> Data for review:

______

// SPDX-License-Identifier: MIT OR Apache-2.0
//! Capability requirements.
//!
//! Nodes may need interpolated geometry (normals, positions, ...) or global
//! inputs (time, screen position) that the surrounding pipeline has to
//! provide. Each capability is queried through one dispatch point,
//! [`MayRequire::requirement_within`], keyed by a [`Capability`] tag.
//! Answers from several nodes are folded with [`Requirement::combine`].

use crate::asset::{AssetHandle, AssetResolver};
use serde::{Deserialize, Serialize};
use std::fmt;
use std::ops::{BitOr, BitOrAssign};

/// Bitmask of coordinate spaces a geometric quantity is needed in
#[derive(Debug, Clone, Copy, PartialEq, Eq, Hash, Default, Serialize, Deserialize)]
pub struct NeededCoordinateSpace(u8);

impl NeededCoordinateSpace {
    /// Not needed
    pub const NONE: Self = Self(0);
    /// Object space
    pub const OBJECT: Self = Self(1 << 0);
    /// View space
    pub const VIEW: Self = Self(1 << 1);
    /// World space
    pub const WORLD: Self = Self(1 << 2);
    /// Tangent space
    pub const TANGENT: Self = Self(1 << 3);

    const NAMES: [(Self, &'static str); 4] = [
        (Self::OBJECT, "Object"),
        (Self::VIEW, "View"),
        (Self::WORLD, "World"),
        (Self::TANGENT, "Tangent"),
    ];

    /// Raw bits
    pub const fn bits(&self) -> u8 {
        self.0
    }

    /// Whether no space is needed
    pub const fn is_empty(&self) -> bool {
        self.0 == 0
    }

    /// Whether every space in `other` is also in `self`
    pub const fn contains(&self, other: Self) -> bool {
        self.0 & other.0 == other.0
    }
}

impl BitOr for NeededCoordinateSpace {
    type Output = Self;

    fn bitor(self, rhs: Self) -> Self {
        Self(self.0 | rhs.0)
    }
}

impl BitOrAssign for NeededCoordinateSpace {
    fn bitor_assign(&mut self, rhs: Self) {
        self.0 |= rhs.0;
    }
}

impl fmt::Display for NeededCoordinateSpace {
    fn fmt(&self, f: &mut fmt::Formatter<'_>) -> fmt::Result {
        if self.is_empty() {
            return f.write_str("None");
        }
        let names: Vec<&str> = Self::NAMES
            .iter()
            .filter(|(space, _)| self.contains(*space))
            .map(|(_, name)| *name)
            .collect();
        f.write_str(&names.join("|"))
    }
}

/// Mesh UV channel
#[derive(Debug, Clone, Copy, PartialEq, Eq, Hash, PartialOrd, Ord, Serialize, Deserialize)]
pub enum UvChannel {
    /// First UV set
    Uv0,
    /// Second UV set
    Uv1,
    /// Third UV set
    Uv2,
    /// Fourth UV set
    Uv3,
}

impl UvChannel {
    /// Every channel
    pub const ALL: [UvChannel; 4] = [Self::Uv0, Self::Uv1, Self::Uv2, Self::Uv3];

    /// Channel index
    pub fn index(&self) -> usize {
        *self as usize
    }
}

/// A capability a node may require from the pipeline
#[derive(Debug, Clone, Copy, PartialEq, Eq, Hash, Serialize, Deserialize)]
pub enum Capability {
    /// Surface normal
    Normal,
    /// Surface tangent
    Tangent,
    /// Surface bitangent
    Bitangent,
    /// Vertex / fragment position
    Position,
    /// Direction towards the viewer
    ViewDirection,
    /// Mesh UV set
    MeshUv(UvChannel),
    /// Screen-space position
    ScreenPosition,
    /// Global time
    Time,
    /// Vertex color
    VertexColor,
}

impl Capability {
    /// Every capability, with one entry per UV channel
    pub fn all() -> impl Iterator<Item = Capability> {
        [
            Self::Normal,
            Self::Tangent,
            Self::Bitangent,
            Self::Position,
            Self::ViewDirection,
            Self::ScreenPosition,
            Self::Time,
            Self::VertexColor,
        ]
        .into_iter()
        .chain(UvChannel::ALL.into_iter().map(Self::MeshUv))
    }

    /// Whether the answer for this capability is a coordinate-space mask
    pub fn is_mask(&self) -> bool {
        matches!(
            self,
            Self::Normal | Self::Tangent | Self::Bitangent | Self::Position | Self::ViewDirection
        )
    }

    /// Answer meaning "not required"
    pub fn neutral(&self) -> Requirement {
        if self.is_mask() {
            Requirement::Space(NeededCoordinateSpace::NONE)
        } else {
            Requirement::Flag(false)
        }
    }
}

/// Answer to a capability query
#[derive(Debug, Clone, Copy, PartialEq, Eq, Serialize, Deserialize)]
pub enum Requirement {
    /// Coordinate spaces needed
    Space(NeededCoordinateSpace),
    /// Whether the capability is needed
    Flag(bool),
}

impl Requirement {
    /// Fold two answers for the same capability
    pub fn combine(self, other: Requirement) -> Requirement {
        match (self, other) {
            (Self::Space(a), Self::Space(b)) => Self::Space(a | b),
            (Self::Flag(a), Self::Flag(b)) => Self::Flag(a || b),
            (mismatched, _) => mismatched,
        }
    }

    /// Mask value, empty for flags
    pub fn as_space(&self) -> NeededCoordinateSpace {
        match self {
            Self::Space(space) => *space,
            Self::Flag(_) => NeededCoordinateSpace::NONE,
        }
    }

    /// Flag value, `true` for a non-empty mask
    pub fn as_flag(&self) -> bool {
        match self {
            Self::Space(space) => !space.is_empty(),
            Self::Flag(flag) => *flag,
        }
    }

    /// Whether this answer means "not required"
    pub fn is_neutral(&self) -> bool {
        !self.as_flag()
    }
}

/// Full set of requirements, for one node or an aggregate of nodes
#[derive(Debug, Clone, Default, PartialEq, Eq, Serialize, Deserialize)]
#[serde(default)]
pub struct ShaderGraphRequirements {
    /// Normal spaces
    pub normal: NeededCoordinateSpace,
    /// Tangent spaces
    pub tangent: NeededCoordinateSpace,
    /// Bitangent spaces
    pub bitangent: NeededCoordinateSpace,
    /// Position spaces
    pub position: NeededCoordinateSpace,
    /// View direction spaces
    pub view_direction: NeededCoordinateSpace,
    /// Mesh UV channels, ascending
    pub mesh_uv: Vec<UvChannel>,
    /// Screen position
    pub screen_position: bool,
    /// Time
    pub time: bool,
    /// Vertex color
    pub vertex_color: bool,
}

impl ShaderGraphRequirements {
    /// Empty requirement set
    pub fn none() -> Self {
        Self::default()
    }

    /// Require the normal in `space`
    pub fn with_normal(mut self, space: NeededCoordinateSpace) -> Self {
        self.normal |= space;
        self
    }

    /// Require the tangent in `space`
    pub fn with_tangent(mut self, space: NeededCoordinateSpace) -> Self {
        self.tangent |= space;
        self
    }

    /// Require the bitangent in `space`
    pub fn with_bitangent(mut self, space: NeededCoordinateSpace) -> Self {
        self.bitangent |= space;
        self
    }

    /// Require the position in `space`
    pub fn with_position(mut self, space: NeededCoordinateSpace) -> Self {
        self.position |= space;
        self
    }

    /// Require the view direction in `space`
    pub fn with_view_direction(mut self, space: NeededCoordinateSpace) -> Self {
        self.view_direction |= space;
        self
    }

    /// Require a mesh UV channel
    pub fn with_uv(mut self, channel: UvChannel) -> Self {
        self.record(Capability::MeshUv(channel), Requirement::Flag(true));
        self
    }

    /// Require the screen position
    pub fn with_screen_position(mut self) -> Self {
        self.screen_position = true;
        self
    }

    /// Require time
    pub fn with_time(mut self) -> Self {
        self.time = true;
        self
    }

    /// Require vertex color
    pub fn with_vertex_color(mut self) -> Self {
        self.vertex_color = true;
        self
    }

    /// Answer a single capability query
    pub fn query(&self, capability: Capability) -> Requirement {
        match capability {
            Capability::Normal => Requirement::Space(self.normal),
            Capability::Tangent => Requirement::Space(self.tangent),
            Capability::Bitangent => Requirement::Space(self.bitangent),
            Capability::Position => Requirement::Space(self.position),
            Capability::ViewDirection => Requirement::Space(self.view_direction),
            Capability::MeshUv(channel) => Requirement::Flag(self.mesh_uv.contains(&channel)),
            Capability::ScreenPosition => Requirement::Flag(self.screen_position),
            Capability::Time => Requirement::Flag(self.time),
            Capability::VertexColor => Requirement::Flag(self.vertex_color),
        }
    }

    /// Fold `requirement` into the answer recorded for `capability`
    pub fn record(&mut self, capability: Capability, requirement: Requirement) {
        let space = requirement.as_space();
        let flag = requirement.as_flag();
        match capability {
            Capability::Normal => self.normal |= space,
            Capability::Tangent => self.tangent |= space,
            Capability::Bitangent => self.bitangent |= space,
            Capability::Position => self.position |= space,
            Capability::ViewDirection => self.view_direction |= space,
            Capability::MeshUv(channel) => {
                if flag && !self.mesh_uv.contains(&channel) {
                    self.mesh_uv.push(channel);
                    self.mesh_uv.sort();
                }
            }
            Capability::ScreenPosition => self.screen_position |= flag,
            Capability::Time => self.time |= flag,
            Capability::VertexColor => self.vertex_color |= flag,
        }
    }

    /// Union of two requirement sets
    pub fn union(mut self, other: &ShaderGraphRequirements) -> Self {
        for capability in Capability::all() {
            self.record(capability, other.query(capability));
        }
        self
    }

    /// Whether nothing is required
    pub fn is_empty(&self) -> bool {
        Capability::all().all(|capability| self.query(capability).is_neutral())
    }

    /// Aggregate the requirements of a set of nodes
    pub fn from_nodes<'a, N>(nodes: impl IntoIterator<Item = &'a N>, assets: &dyn AssetResolver) -> Self
    where
        N: MayRequire + 'a,
    {
        let nodes: Vec<&N> = nodes.into_iter().collect();
        let mut requirements = Self::default();
        for capability in Capability::all() {
            requirements.record(capability, aggregate(nodes.iter().copied(), capability, assets));
        }
        requirements
    }
}

/// Fold one capability over a set of nodes
pub fn aggregate<'a, N>(
    nodes: impl IntoIterator<Item = &'a N>,
    capability: Capability,
    assets: &dyn AssetResolver,
) -> Requirement
where
    N: MayRequire + 'a,
{
    let mut expanding = Vec::new();
    aggregate_within(nodes, capability, assets, &mut expanding)
}

pub(crate) fn aggregate_within<'a, N>(
    nodes: impl IntoIterator<Item = &'a N>,
    capability: Capability,
    assets: &dyn AssetResolver,
    expanding: &mut Vec<AssetHandle>,
) -> Requirement
where
    N: MayRequire + 'a,
{
    nodes.into_iter().fold(capability.neutral(), |acc, node| {
        acc.combine(node.requirement_within(capability, assets, expanding))
    })
}

/// Something that may require pipeline capabilities
pub trait MayRequire {
    /// Answer `capability` while the sub-graphs in `expanding` are being walked
    fn requirement_within(
        &self,
        capability: Capability,
        assets: &dyn AssetResolver,
        expanding: &mut Vec<AssetHandle>,
    ) -> Requirement;

    /// Answer `capability`
    fn requirement(&self, capability: Capability, assets: &dyn AssetResolver) -> Requirement {
        self.requirement_within(capability, assets, &mut Vec::new())
    }

    /// Spaces the normal is needed in
    fn requires_normal(&self, assets: &dyn AssetResolver) -> NeededCoordinateSpace {
        self.requirement(Capability::Normal, assets).as_space()
    }

    /// Spaces the tangent is needed in
    fn requires_tangent(&self, assets: &dyn AssetResolver) -> NeededCoordinateSpace {
        self.requirement(Capability::Tangent, assets).as_space()
    }

    /// Spaces the bitangent is needed in
    fn requires_bitangent(&self, assets: &dyn AssetResolver) -> NeededCoordinateSpace {
        self.requirement(Capability::Bitangent, assets).as_space()
    }

    /// Spaces the position is needed in
    fn requires_position(&self, assets: &dyn AssetResolver) -> NeededCoordinateSpace {
        self.requirement(Capability::Position, assets).as_space()
    }

    /// Spaces the view direction is needed in
    fn requires_view_direction(&self, assets: &dyn AssetResolver) -> NeededCoordinateSpace {
        self.requirement(Capability::ViewDirection, assets).as_space()
    }

    /// Whether a mesh UV channel is needed
    fn requires_mesh_uv(&self, channel: UvChannel, assets: &dyn AssetResolver) -> bool {
        self.requirement(Capability::MeshUv(channel), assets).as_flag()
    }

    /// Whether the screen position is needed
    fn requires_screen_position(&self, assets: &dyn AssetResolver) -> bool {
        self.requirement(Capability::ScreenPosition, assets).as_flag()
    }

    /// Whether time is needed
    fn requires_time(&self, assets: &dyn AssetResolver) -> bool {
        self.requirement(Capability::Time, assets).as_flag()
    }

    /// Whether vertex color is needed
    fn requires_vertex_color(&self, assets: &dyn AssetResolver) -> bool {
        self.requirement(Capability::VertexColor, assets).as_flag()
    }
}

impl MayRequire for ShaderGraphRequirements {
    fn requirement_within(
        &self,
        capability: Capability,
        _assets: &dyn AssetResolver,
        _expanding: &mut Vec<AssetHandle>,
    ) -> Requirement {
        self.query(capability)
    }
}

______

> Required action: Throughout the material, how many lines contain the string "contains"? Answer with the number alone.

> Exercise result: 4